● How to complete this task: Would you give the data below back exactly as it reads?

● The data:
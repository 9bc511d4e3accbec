use super::{Document, DomError, NodeId};
use clickpath_common::protocol::{ClickCapture, SnapshotNode};

impl Document {
    /// Rebuild a document from a snapshot rooted at `documentElement`.
    ///
    /// The snapshot's `text` becomes the first child of its element so that
    /// `text()` predicates evaluate as they did in the page.
    pub fn from_snapshot(root: &SnapshotNode) -> Document {
        let mut doc = Document::new();
        let mut pending = vec![(doc.root(), root)];
        while let Some((parent, node)) = pending.pop() {
            let id = doc.append_element(
                parent,
                &node.tag,
                node.attrs.iter().map(|(k, v)| (k.as_str(), v.as_str())),
            );
            if let Some(text) = &node.text {
                doc.append_text(id, text);
            }
            // Reverse so children are appended in source order.
            for child in node.children.iter().rev() {
                pending.push((id, child));
            }
        }
        doc
    }

    /// [`Document::from_snapshot`] for the JSON form the capture script emits.
    pub fn parse_snapshot_json(json: &str) -> Result<Document, DomError> {
        let root: SnapshotNode = serde_json::from_str(json)?;
        Ok(Document::from_snapshot(&root))
    }
}

/// Follow the capture's child-index path from `documentElement`.
pub fn locate_target(doc: &Document, capture: &ClickCapture) -> Option<NodeId> {
    let mut current = doc.document_element()?;
    for index in &capture.target {
        current = doc.child_elements(current).nth(*index)?;
    }
    Some(current)
}

#[cfg(test)]
mod tests {
    use super::*;

    #[test]
    fn snapshot_round_trips_structure() {
        let snapshot = SnapshotNode::new("HTML").with_child(
            SnapshotNode::new("BODY")
                .with_child(SnapshotNode::new("P").with_text("one"))
                .with_child(SnapshotNode::new("P").with_attr("class", "x").with_text("two")),
        );
        let doc = Document::from_snapshot(&snapshot);
        let tags: Vec<_> = doc
            .elements()
            .into_iter()
            .filter_map(|id| doc.tag_name(id))
            .collect();
        assert_eq!(tags, vec!["HTML", "BODY", "P", "P"]);

        let capture = ClickCapture {
            url: String::new(),
            button: Default::default(),
            target: vec![0, 1],
            snapshot,
        };
        let target = locate_target(&doc, &capture).unwrap();
        assert_eq!(doc.attr(target, "class"), Some("x"));
        assert_eq!(doc.first_text(target), Some("two"));
    }

    #[test]
    fn snapshot_json_drops_null_attributes() {
        let doc = Document::parse_snapshot_json(
            r#"{"tag":"HTML","attrs":{"lang":"en","dir":null},"children":[{"tag":"BODY","text":"hi"}]}"#,
        )
        .unwrap();
        let html = doc.document_element().unwrap();
        assert_eq!(doc.attributes(html).len(), 1);
        assert_eq!(doc.first_text(doc.elements()[1]), Some("hi"));
        assert!(matches!(
            Document::parse_snapshot_json("{\"attrs\":{}}"),
            Err(DomError::Snapshot(_))
        ));
    }

    #[test]
    fn blank_snapshot_text_is_kept() {
        let snapshot = SnapshotNode::new("HTML")
            .with_child(SnapshotNode::new("LI").with_text("\n  ").with_child(SnapshotNode::new("B")));
        let doc = Document::from_snapshot(&snapshot);
        let li = doc.elements()[1];
        assert_eq!(doc.first_text(li), Some("\n  "));
    }

    #[test]
    fn out_of_range_paths_do_not_resolve() {
        let snapshot = SnapshotNode::new("html").with_child(SnapshotNode::new("body"));
        let doc = Document::from_snapshot(&snapshot);
        let capture = ClickCapture {
            url: String::new(),
            button: Default::default(),
            target: vec![3],
            snapshot,
        };
        assert_eq!(locate_target(&doc, &capture), None);
    }
}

● Response below:
repository 9bc511d4e3accbec
use super::{Document, DomError, NodeId};
use clickpath_common::protocol::{ClickCapture, SnapshotNode};

impl Document {
    /// Rebuild a document from a snapshot rooted at `documentElement`.
    ///
    /// The snapshot's `text` becomes the first child of its element so that
    /// `text()` predicates evaluate as they did in the page.
    pub fn from_snapshot(root: &SnapshotNode) -> Document {
        let mut doc = Document::new();
        let mut pending = vec![(doc.root(), root)];
        while let Some((parent, node)) = pending.pop() {
            let id = doc.append_element(
                parent,
                &node.tag,
                node.attrs.iter().map(|(k, v)| (k.as_str(), v.as_str())),
            );
            if let Some(text) = &node.text {
                doc.append_text(id, text);
            }
            // Reverse so children are appended in source order.
            for child in node.children.iter().rev() {
                pending.push((id, child));
            }
        }
        doc
    }

    /// [`Document::from_snapshot`] for the JSON form the capture script emits.
    pub fn parse_snapshot_json(json: &str) -> Result<Document, DomError> {
        let root: SnapshotNode = serde_json::from_str(json)?;
        Ok(Document::from_snapshot(&root))
    }
}

/// Follow the capture's child-index path from `documentElement`.
pub fn locate_target(doc: &Document, capture: &ClickCapture) -> Option<NodeId> {
    let mut current = doc.document_element()?;
    for index in &capture.target {
        current = doc.child_elements(current).nth(*index)?;
    }
    Some(current)
}

#[cfg(test)]
mod tests {
    use super::*;

    #[test]
    fn snapshot_round_trips_structure() {
        let snapshot = SnapshotNode::new("HTML").with_child(
            SnapshotNode::new("BODY")
                .with_child(SnapshotNode::new("P").with_text("one"))
                .with_child(SnapshotNode::new("P").with_attr("class", "x").with_text("two")),
        );
        let doc = Document::from_snapshot(&snapshot);
        let tags: Vec<_> = doc
            .elements()
            .into_iter()
            .filter_map(|id| doc.tag_name(id))
            .collect();
        assert_eq!(tags, vec!["HTML", "BODY", "P", "P"]);

        let capture = ClickCapture {
            url: String::new(),
            button: Default::default(),
            target: vec![0, 1],
            snapshot,
        };
        let target = locate_target(&doc, &capture).unwrap();
        assert_eq!(doc.attr(target, "class"), Some("x"));
        assert_eq!(doc.first_text(target), Some("two"));
    }

    #[test]
    fn snapshot_json_drops_null_attributes() {
        let doc = Document::parse_snapshot_json(
            r#"{"tag":"HTML","attrs":{"lang":"en","dir":null},"children":[{"tag":"BODY","text":"hi"}]}"#,
        )
        .unwrap();
        let html = doc.document_element().unwrap();
        assert_eq!(doc.attributes(html).len(), 1);
        assert_eq!(doc.first_text(doc.elements()[1]), Some("hi"));
        assert!(matches!(
            Document::parse_snapshot_json("{\"attrs\":{}}"),
            Err(DomError::Snapshot(_))
        ));
    }

    #[test]
    fn blank_snapshot_text_is_kept() {
        let snapshot = SnapshotNode::new("HTML")
            .with_child(SnapshotNode::new("LI").with_text("\n  ").with_child(SnapshotNode::new("B")));
        let doc = Document::from_snapshot(&snapshot);
        let li = doc.elements()[1];
        assert_eq!(doc.first_text(li), Some("\n  "));
    }

    #[test]
    fn out_of_range_paths_do_not_resolve() {
        let snapshot = SnapshotNode::new("html").with_child(SnapshotNode::new("body"));
        let doc = Document::from_snapshot(&snapshot);
        let capture = ClickCapture {
            url: String::new(),
            button: Default::default(),
            target: vec![3],
            snapshot,
        };
        assert_eq!(locate_target(&doc, &capture), None);
    }
}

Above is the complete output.